Pompholyx, also known as dyshidrotic eczema, which is one form of vesicular palmar dermatitis.
What clinical features distinguish this from other hand rashes?
Pompholyx or dyshidrotic eczema presents as recurrent crops of intensely pruritic vesicles on the palms and sides of the fingers (cheiropompholyx) and/or soles and toes (pedopompholyx). It tends to affect young adults and may be provoked by stress, possibly through increasing eccrine sweat production. As the vesicles dry up, the affected skin peels and fissures. It is considered an endogenous form of eczema.
Pompholyx may be confused with localised pustular psoriasis (palmar pustulosis) in which there are clusters of yellow sterile pustules and brown dried up spots, usually within a well-demarcated erythematous plaque. Pompholyx and localised pustular psoriasis may co-exist.
What diagnostic tests are available?
Pain, pustules or crusting suggest secondary infection with Staphylococcus aureus and/or beta haemolytic Streptococcus, common in pompholyx and absent in pustular psoriasis despite the pustules. Swabs may be appropriate to confirm the presence of bacterial infection and select appropriate antibiotic therapy.
Consider scabies: look for burrows (dermoscopy helps) and attempt to extract a mite if these are present.
Pompholyx can arise as an ide response to tinea pedis; palmar scrapings are negative but dermatophyte can be cultured from the feet.
Patch testing is a specialist tool to determine whether the patient has allergy to materials with which she is in contact. Contact allergy may co-exist with pompholyx.

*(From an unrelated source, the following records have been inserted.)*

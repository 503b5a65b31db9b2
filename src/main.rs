//! Shelfscan main entry point
//!
//! This is the command-line interface for the Shelfscan catalog crawler.

use anyhow::Context;
use clap::Parser;
use shelfscan::config::{load_config_with_hash, Config};
use shelfscan::crawler::Crawler;
use std::path::{Path, PathBuf};
use tracing_subscriber::EnvFilter;

/// Shelfscan: crawl a paginated catalog into a CSV snapshot
///
/// Shelfscan walks every listing page of the catalog, reads each item's
/// category from its detail page, and writes the normalized records to
/// the configured snapshot file.
#[derive(Parser, Debug)]
#[command(name = "shelfscan")]
#[command(version)]
#[command(about = "Crawl a paginated catalog into a CSV snapshot", long_about = None)]
struct Cli {
    /// Path to TOML configuration file (built-in defaults when omitted)
    #[arg(value_name = "CONFIG")]
    config: Option<PathBuf>,

    /// First listing page to crawl (overrides site.start-page)
    #[arg(long, value_parser = clap::value_parser!(u32).range(1..))]
    start_page: Option<u32>,

    /// Increase logging verbosity (-v, -vv, -vvv)
    #[arg(short, long, action = clap::ArgAction::Count)]
    verbose: u8,

    /// Suppress non-error output
    #[arg(short, long, conflicts_with = "verbose")]
    quiet: bool,

    /// Validate config and show what would be crawled without crawling
    #[arg(long, conflicts_with = "stats")]
    dry_run: bool,

    /// Show statistics from the existing snapshot and exit
    #[arg(long, conflicts_with = "dry_run")]
    stats: bool,
}

#[tokio::main]
async fn main() -> anyhow::Result<()> {
    let cli = Cli::parse();

    setup_logging(cli.verbose, cli.quiet);

    let config = load_configuration(cli.config.as_deref())?;

    if cli.dry_run {
        handle_dry_run(&config, cli.start_page);
    } else if cli.stats {
        handle_stats(&config)?;
    } else {
        handle_crawl(config, cli.start_page).await?;
    }

    Ok(())
}

/// Sets up the logging/tracing subscriber based on verbosity level
fn setup_logging(verbose: u8, quiet: bool) {
    let filter = if quiet {
        EnvFilter::new("error")
    } else {
        match verbose {
            0 => EnvFilter::new("shelfscan=info,warn"),
            1 => EnvFilter::new("shelfscan=debug,info"),
            2 => EnvFilter::new("shelfscan=trace,debug"),
            _ => EnvFilter::new("trace"),
        }
    };

    tracing_subscriber::fmt()
        .with_env_filter(filter)
        .with_target(false)
        .with_thread_ids(false)
        .with_file(false)
        .init();
}

/// Loads the config file if one was given, otherwise the defaults
fn load_configuration(path: Option<&Path>) -> anyhow::Result<Config> {
    let Some(path) = path else {
        tracing::info!("No configuration file given, using built-in defaults");
        shelfscan::config::validate(&Config::default())?;
        return Ok(Config::default());
    };

    tracing::info!("Loading configuration from: {}", path.display());
    let (config, hash) = load_config_with_hash(path)
        .with_context(|| format!("failed to load configuration from {}", path.display()))?;
    tracing::info!("Configuration loaded successfully (hash: {})", hash);
    Ok(config)
}

/// Handles the --dry-run mode: shows the resolved settings
fn handle_dry_run(config: &Config, start_page: Option<u32>) {
    let start = start_page.unwrap_or(config.site.start_page);
    let last = start.saturating_add(config.site.max_pages.saturating_sub(1));

    println!("=== Shelfscan Dry Run ===\n");

    println!("Site:");
    println!("  Base URL: {}", config.site.base_url);
    println!("  Pages: {}..={} at most", start, last);

    println!("\nTransport:");
    println!("  Timeout: {}s", config.transport.timeout_secs);
    println!("  Verify TLS: {}", config.transport.verify_tls);
    println!(
        "  Retries: {} (backoff base {}ms, statuses {:?})",
        config.transport.retries, config.transport.backoff_base_ms, config.transport.retry_statuses
    );
    println!("  User agent: {}", config.transport.user_agent);

    println!("\nWorkers:");
    println!("  Page workers: {}", config.workers.pages);
    println!("  Detail workers per page: {}", config.workers.details);
    println!(
        "  Worst-case in-flight requests: {} (ceiling {})",
        config.workers.pages * config.workers.details,
        config.workers.max_in_flight
    );

    println!("\nOutput:");
    println!("  Snapshot: {}", config.output.snapshot_path);

    println!("\n✓ Configuration is valid");
}

/// Handles the --stats mode: summarizes the existing snapshot
fn handle_stats(config: &Config) -> anyhow::Result<()> {
    use shelfscan::output::{load_statistics, print_statistics};

    println!("Snapshot: {}\n", config.output.snapshot_path);
    let stats = load_statistics(Path::new(&config.output.snapshot_path))
        .context("failed to read snapshot")?;
    print_statistics(&stats);

    Ok(())
}

/// Handles the main crawl operation
async fn handle_crawl(config: Config, start_page: Option<u32>) -> anyhow::Result<()> {
    let crawler = Crawler::new(config).context("failed to initialize crawler")?;
    let result = crawler.run(start_page).await;

    tracing::info!(
        "Crawl finished in {}s: {} records, {} pages visited ({} failed, {} empty), snapshot {}",
        result.duration().num_seconds(),
        result.len(),
        result.pages_visited,
        result.pages_failed,
        result.pages_empty,
        if result.snapshot_written {
            "written"
        } else {
            "not written"
        }
    );

    Ok(())
}
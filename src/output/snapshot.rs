//! CSV snapshot persistence
//!
//! The snapshot has a fixed header:
//! `id,titulo,preco,rating,disponibilidade,categoria,imagem_url`.
//! Absent values are written as empty cells. When reading, empty cells and
//! the literal `None` both mean "absent" for the numeric columns.

use crate::record::NormalizedRecord;
use crate::PersistenceError;
use serde::{Deserialize, Serialize};
use std::path::Path;

/// Column layout of one snapshot row
#[derive(Debug, Serialize)]
struct SnapshotRow<'a> {
    id: u32,
    #[serde(rename = "titulo")]
    title: &'a str,
    #[serde(rename = "preco")]
    price: Option<f64>,
    rating: Option<u8>,
    #[serde(rename = "disponibilidade")]
    availability: Option<&'a str>,
    #[serde(rename = "categoria")]
    category: Option<&'a str>,
    #[serde(rename = "imagem_url")]
    image_url: Option<&'a str>,
}

impl<'a> From<&'a NormalizedRecord> for SnapshotRow<'a> {
    fn from(record: &'a NormalizedRecord) -> Self {
        Self {
            id: record.id,
            title: &record.title,
            price: record.price,
            rating: record.rating,
            availability: record.availability.as_deref(),
            category: record.category.as_deref(),
            image_url: record.image_url.as_deref(),
        }
    }
}

/// Raw cells of a row as read back, before typing
#[derive(Debug, Default, Deserialize)]
#[serde(default)]
struct SnapshotCells {
    id: Option<String>,
    titulo: Option<String>,
    preco: Option<String>,
    rating: Option<String>,
    disponibilidade: Option<String>,
    categoria: Option<String>,
    imagem_url: Option<String>,
}

impl SnapshotCells {
    fn into_record(self) -> NormalizedRecord {
        NormalizedRecord {
            id: self
                .id
                .and_then(|id| id.trim().parse().ok())
                .unwrap_or(0),
            title: self.titulo.map(|t| t.trim().to_string()).unwrap_or_default(),
            price: numeric_cell(self.preco),
            rating: numeric_cell(self.rating),
            availability: text_cell(self.disponibilidade),
            category: text_cell(self.categoria),
            image_url: text_cell(self.imagem_url),
        }
    }
}

/// Parses a numeric cell; empty, `None`, and non-numeric text are absent
fn numeric_cell<T: std::str::FromStr>(cell: Option<String>) -> Option<T> {
    let cell = cell?;
    let cell = cell.trim();
    if cell.is_empty() || cell == "None" {
        return None;
    }
    cell.parse().ok()
}

fn text_cell(cell: Option<String>) -> Option<String> {
    cell.filter(|c| !c.is_empty())
}

/// Writes records to a CSV snapshot, replacing any existing file
///
/// Parent directories are created as needed. An empty record set writes
/// nothing and logs a warning.
///
/// # Returns
///
/// * `Ok(usize)` - Number of rows written (0 when `records` is empty)
/// * `Err(PersistenceError)` - The file could not be created or written
pub fn write_snapshot(
    records: &[NormalizedRecord],
    path: &Path,
) -> Result<usize, PersistenceError> {
    if records.is_empty() {
        tracing::warn!("No records to write, leaving {} untouched", path.display());
        return Ok(0);
    }

    if let Some(parent) = path.parent().filter(|p| !p.as_os_str().is_empty()) {
        std::fs::create_dir_all(parent).map_err(|source| PersistenceError::Io {
            path: parent.display().to_string(),
            source,
        })?;
    }

    let mut writer = csv::Writer::from_path(path)?;
    for record in records {
        writer.serialize(SnapshotRow::from(record))?;
    }
    writer.flush().map_err(|source| PersistenceError::Io {
        path: path.display().to_string(),
        source,
    })?;

    tracing::info!("Wrote {} records to {}", records.len(), path.display());
    Ok(records.len())
}

/// Reads a CSV snapshot back into records
///
/// A missing file is not an error and yields an empty vector.
pub fn read_snapshot(path: &Path) -> Result<Vec<NormalizedRecord>, PersistenceError> {
    if !path.exists() {
        tracing::debug!("No snapshot at {}", path.display());
        return Ok(Vec::new());
    }

    let mut reader = csv::Reader::from_path(path)?;
    let mut records = Vec::new();
    for row in reader.deserialize::<SnapshotCells>() {
        records.push(row?.into_record());
    }

    Ok(records)
}
//! Shelfscan: a catalog crawler that snapshots listing pages into typed records
//!
//! This crate walks a paginated catalog site, extracts one record per listed
//! item, enriches each record with its category from the item's detail page,
//! normalizes prices and star ratings, and persists the result as a CSV snapshot.

pub mod config;
pub mod crawler;
pub mod output;
pub mod record;
pub mod state;

use thiserror::Error;

/// Main error type for Shelfscan operations
#[derive(Debug, Error)]
pub enum ShelfError {
    #[error("Configuration error: {0}")]
    Config(#[from] ConfigError),

    #[error("Failed to build HTTP client: {0}")]
    HttpClient(#[from] reqwest::Error),

    #[error("Transport error: {0}")]
    Transport(#[from] TransportError),

    #[error("Parse error: {0}")]
    Parse(#[from] ParseError),

    #[error("Persistence error: {0}")]
    Persistence(#[from] PersistenceError),

    #[error("IO error: {0}")]
    Io(#[from] std::io::Error),
}

/// Failures surfaced by the HTTP transport after its retry policy has run
#[derive(Debug, Error)]
pub enum TransportError {
    /// The server answered with a status outside the retryable set
    #[error("{url} rejected with HTTP {status}")]
    Rejected { url: String, status: u16 },

    /// Every attempt failed with a retryable status or connection error
    #[error("{url} failed after {attempts} attempts: {reason}")]
    Exhausted {
        url: String,
        attempts: u32,
        reason: String,
    },
}

/// Malformed markup at page, item, or detail granularity
#[derive(Debug, Error)]
pub enum ParseError {
    #[error("item is missing {0}")]
    MissingField(&'static str),

    #[error("no pagination marker found")]
    MissingPagination,

    #[error("no breadcrumb trail found")]
    MissingBreadcrumb,

    #[error("invalid URL '{href}': {source}")]
    InvalidUrl {
        href: String,
        source: ::url::ParseError,
    },

    #[error("invalid selector '{0}'")]
    Selector(String),
}

/// Snapshot file read/write failures
#[derive(Debug, Error)]
pub enum PersistenceError {
    #[error("IO error on {path}: {source}")]
    Io {
        path: String,
        source: std::io::Error,
    },

    #[error("CSV error: {0}")]
    Csv(#[from] csv::Error),
}

/// Configuration-specific errors
#[derive(Debug, Error)]
pub enum ConfigError {
    #[error("Failed to read config file: {0}")]
    Io(#[from] std::io::Error),

    #[error("Failed to parse TOML: {0}")]
    Parse(#[from] toml::de::Error),

    #[error("Validation error: {0}")]
    Validation(String),

    #[error("Invalid URL in config: {0}")]
    InvalidUrl(String),
}

/// Result type alias for Shelfscan operations
pub type Result<T> = std::result::Result<T, ShelfError>;

/// Result type alias for configuration operations
pub type ConfigResult<T> = std::result::Result<T, ConfigError>;

// Re-export commonly used types
pub use config::Config;
pub use crawler::{run_crawl, Crawler};
pub use record::{CrawlResult, NormalizedRecord, RawItem};
pub use state::PageOutcome;
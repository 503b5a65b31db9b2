mod crawl_tests;
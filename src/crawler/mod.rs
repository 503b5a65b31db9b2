//! Crawler module for catalog fetching and extraction
//!
//! This module contains the crawl pipeline, including:
//! - HTTP transport with retry and backoff
//! - Pagination discovery
//! - Listing page item extraction
//! - Detail page category enrichment
//! - Bounded worker pools for pages and details
//! - Overall crawl coordination

mod coordinator;
mod enricher;
mod extractor;
mod pagination;
mod pool;
mod transport;

pub use coordinator::{run_crawl, Crawler};
pub use enricher::{enrich_category, parse_breadcrumb_category};
pub use extractor::{extract_items, resolve_link};
pub use pagination::{discover_total_pages, listing_page_url, parse_total_pages};
pub use pool::WorkerPool;
pub use transport::{build_http_client, FetchedPage, Transport};
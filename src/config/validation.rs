use crate::config::types::{Config, OutputConfig, SiteConfig, TransportConfig, WorkerConfig};
use crate::ConfigError;
use url::Url;

/// Validates the entire configuration
///
/// Runs before any network I/O so a bad setting fails the run up front.
pub fn validate(config: &Config) -> Result<(), ConfigError> {
    validate_site_config(&config.site)?;
    validate_transport_config(&config.transport)?;
    validate_worker_config(&config.workers)?;
    validate_output_config(&config.output)?;
    Ok(())
}

/// Validates the target site settings
fn validate_site_config(config: &SiteConfig) -> Result<(), ConfigError> {
    let url = Url::parse(&config.base_url)
        .map_err(|e| ConfigError::InvalidUrl(format!("Invalid base-url: {}", e)))?;

    if url.scheme() != "http" && url.scheme() != "https" {
        return Err(ConfigError::InvalidUrl(format!(
            "base-url '{}' must use http or https",
            config.base_url
        )));
    }

    // Url::join drops the last path segment unless the base ends in a slash
    if !url.path().ends_with('/') {
        return Err(ConfigError::InvalidUrl(format!(
            "base-url '{}' must end with '/'",
            config.base_url
        )));
    }

    if config.start_page < 1 {
        return Err(ConfigError::Validation(
            "start-page must be >= 1, got 0".to_string(),
        ));
    }

    if config.max_pages < 1 {
        return Err(ConfigError::Validation(
            "max-pages must be >= 1, got 0".to_string(),
        ));
    }

    Ok(())
}

/// Validates HTTP client settings
fn validate_transport_config(config: &TransportConfig) -> Result<(), ConfigError> {
    if config.timeout_secs < 1 {
        return Err(ConfigError::Validation(
            "timeout-secs must be >= 1".to_string(),
        ));
    }

    if let Some(status) = config
        .retry_statuses
        .iter()
        .find(|s| !(100..=599).contains(*s))
    {
        return Err(ConfigError::Validation(format!(
            "retry-statuses must be valid HTTP status codes, got {}",
            status
        )));
    }

    if config.user_agent.trim().is_empty() {
        return Err(ConfigError::Validation(
            "user-agent cannot be empty".to_string(),
        ));
    }

    Ok(())
}

/// Validates the worker pool limits
fn validate_worker_config(config: &WorkerConfig) -> Result<(), ConfigError> {
    if config.pages < 1 {
        return Err(ConfigError::Validation(format!(
            "workers.pages must be >= 1, got {}",
            config.pages
        )));
    }

    if config.details < 1 {
        return Err(ConfigError::Validation(format!(
            "workers.details must be >= 1, got {}",
            config.details
        )));
    }

    let in_flight = config.pages.saturating_mul(config.details);
    if in_flight > config.max_in_flight {
        return Err(ConfigError::Validation(format!(
            "workers.pages * workers.details = {} exceeds max-in-flight ({})",
            in_flight, config.max_in_flight
        )));
    }

    Ok(())
}

/// Validates output configuration
fn validate_output_config(config: &OutputConfig) -> Result<(), ConfigError> {
    if config.snapshot_path.trim().is_empty() {
        return Err(ConfigError::Validation(
            "snapshot-path cannot be empty".to_string(),
        ));
    }

    Ok(())
}
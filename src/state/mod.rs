//! State module for tracking crawl progress
//!
//! Each listing page task finishes in exactly one `PageOutcome`; the
//! orchestrator tallies them into the run's `CrawlResult`.

mod page_outcome;

pub use page_outcome::PageOutcome;
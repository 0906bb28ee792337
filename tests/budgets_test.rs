mod common;

use anyhow::Result;
use common::{SampleData, date, test_service};
use fintrack::application::AppError;
use fintrack::domain::{BudgetAlert, Month, NewBudget, NewExpense};

#[tokio::test]
async fn test_budget_set_and_list() -> Result<()> {
    let (service, _temp) = test_service().await?;

    service
        .set_budget(NewBudget::new("Transport", 10000, 120000))
        .await?;
    service
        .set_budget(NewBudget::new("Food", 40000, 480000))
        .await?;

    let budgets = service.list_budgets().await?;
    assert_eq!(budgets.len(), 2);

    // Ordered by category
    assert_eq!(budgets[0].category, "Food");
    assert_eq!(budgets[0].monthly_budget_cents, 40000);
    assert_eq!(budgets[0].annual_budget_cents, 480000);
    assert_eq!(budgets[1].category, "Transport");

    Ok(())
}

#[tokio::test]
async fn test_budget_set_replaces_existing() -> Result<()> {
    let (service, _temp) = test_service().await?;

    let first = service
        .set_budget(NewBudget::new("Food", 40000, 480000))
        .await?;
    let second = service
        .set_budget(NewBudget::new("Food", 45000, 540000))
        .await?;

    assert_eq!(first.id, second.id);

    let budgets = service.list_budgets().await?;
    assert_eq!(budgets.len(), 1);
    assert_eq!(budgets[0].monthly_budget_cents, 45000);
    assert_eq!(budgets[0].annual_budget_cents, 540000);

    Ok(())
}

#[tokio::test]
async fn test_budget_create_rejects_duplicate_category() -> Result<()> {
    let (service, _temp) = test_service().await?;

    service
        .create_budget(NewBudget::new("Food", 40000, 480000))
        .await?;

    let result = service
        .create_budget(NewBudget::new("Food", 100, 1200))
        .await;
    match result {
        Err(AppError::BudgetAlreadyExists(category)) => assert_eq!(category, "Food"),
        other => panic!("expected BudgetAlreadyExists, got {:?}", other),
    }

    // The original limits survive
    let budget = service.get_budget("Food").await?;
    assert_eq!(budget.monthly_budget_cents, 40000);

    Ok(())
}

#[tokio::test]
async fn test_budget_get_and_delete() -> Result<()> {
    let (service, _temp) = test_service().await?;

    SampleData::create_budgets(&service).await?;

    let deleted = service.delete_budget("Transport").await?;
    assert_eq!(deleted.category, "Transport");

    assert!(matches!(
        service.get_budget("Transport").await,
        Err(AppError::BudgetNotFound(_))
    ));
    assert!(matches!(
        service.delete_budget("Transport").await,
        Err(AppError::BudgetNotFound(_))
    ));
    assert_eq!(service.list_budgets().await?.len(), 1);

    // The storage layer reports whether a row was removed
    assert!(!service.repository().delete_budget("Transport").await?);
    assert!(service.repository().delete_budget("Food").await?);
    assert!(service.list_budgets().await?.is_empty());

    Ok(())
}

#[tokio::test]
async fn test_budget_validation() -> Result<()> {
    let (service, _temp) = test_service().await?;

    assert!(matches!(
        service.set_budget(NewBudget::new("Food", -1, 1200)).await,
        Err(AppError::InvalidAmount(_))
    ));
    assert!(matches!(
        service.set_budget(NewBudget::new("Food", 100, -1)).await,
        Err(AppError::InvalidAmount(_))
    ));
    assert!(matches!(
        service.set_budget(NewBudget::new("", 100, 1200)).await,
        Err(AppError::InvalidField { .. })
    ));
    assert!(service.list_budgets().await?.is_empty());

    Ok(())
}

#[tokio::test]
async fn test_budget_status_for_month() -> Result<()> {
    let (service, _temp) = test_service().await?;

    SampleData::create_budgets(&service).await?;
    SampleData::create_expenses(&service).await?;

    let january = Month::new(2024, 1).unwrap();
    let status = service.get_budget_status("Food", january).await?;

    // 150.00 + 200.00; the February expense is not counted
    assert_eq!(status.spent, 35000);
    assert_eq!(status.remaining, 5000);
    assert_eq!(status.alert, BudgetAlert::Nearing);
    assert_eq!(status.month, january);

    let february = Month::new(2024, 2).unwrap();
    let status = service.get_budget_status("Food", february).await?;
    assert_eq!(status.spent, 9000);
    assert_eq!(status.alert, BudgetAlert::Within);

    Ok(())
}

#[tokio::test]
async fn test_budget_status_alerts() -> Result<()> {
    let (service, _temp) = test_service().await?;

    SampleData::create_budgets(&service).await?;
    service
        .set_budget(NewBudget::new("Rent", 100000, 1200000))
        .await?;
    SampleData::create_expenses(&service).await?;
    service
        .add_expense(NewExpense::new(date("2024-01-25"), 6000, "Transport", "Cash"))
        .await?;

    let statuses = service
        .get_all_budget_statuses(Month::new(2024, 1).unwrap())
        .await?;
    assert_eq!(statuses.len(), 3);

    let food = statuses.iter().find(|s| s.budget.category == "Food").unwrap();
    assert_eq!(food.alert, BudgetAlert::Nearing);

    // 50.00 + 60.00 against a 100.00 limit
    let transport = statuses
        .iter()
        .find(|s| s.budget.category == "Transport")
        .unwrap();
    assert_eq!(transport.spent, 11000);
    assert_eq!(transport.remaining, -1000);
    assert_eq!(transport.alert, BudgetAlert::Exceeded);

    let rent = statuses.iter().find(|s| s.budget.category == "Rent").unwrap();
    assert_eq!(rent.spent, 0);
    assert_eq!(rent.alert, BudgetAlert::Within);

    // Entertainment has spending but no budget, so it has no status
    assert!(statuses.iter().all(|s| s.budget.category != "Entertainment"));

    Ok(())
}

#[tokio::test]
async fn test_budget_status_missing() -> Result<()> {
    let (service, _temp) = test_service().await?;

    let result = service
        .get_budget_status("Food", Month::new(2024, 1).unwrap())
        .await;
    assert!(matches!(result, Err(AppError::BudgetNotFound(_))));

    Ok(())
}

What treatment should be recommended?
During the acute blistering stage, treat with wet dressings and ultrapotent topical steroids. During the subsequent dry phase, use plenty of emollients. Protect from injury and contact factors such as friction, water, detergents and solvents. Severe pompholyx may require systemic steroids for a few days, repeated as necessary.
Recurrent or persistent pompholyx interfering with function may require specialist consultation and second line treatments. These may include phototherapy, acitretin, methotrexate or azathioprine.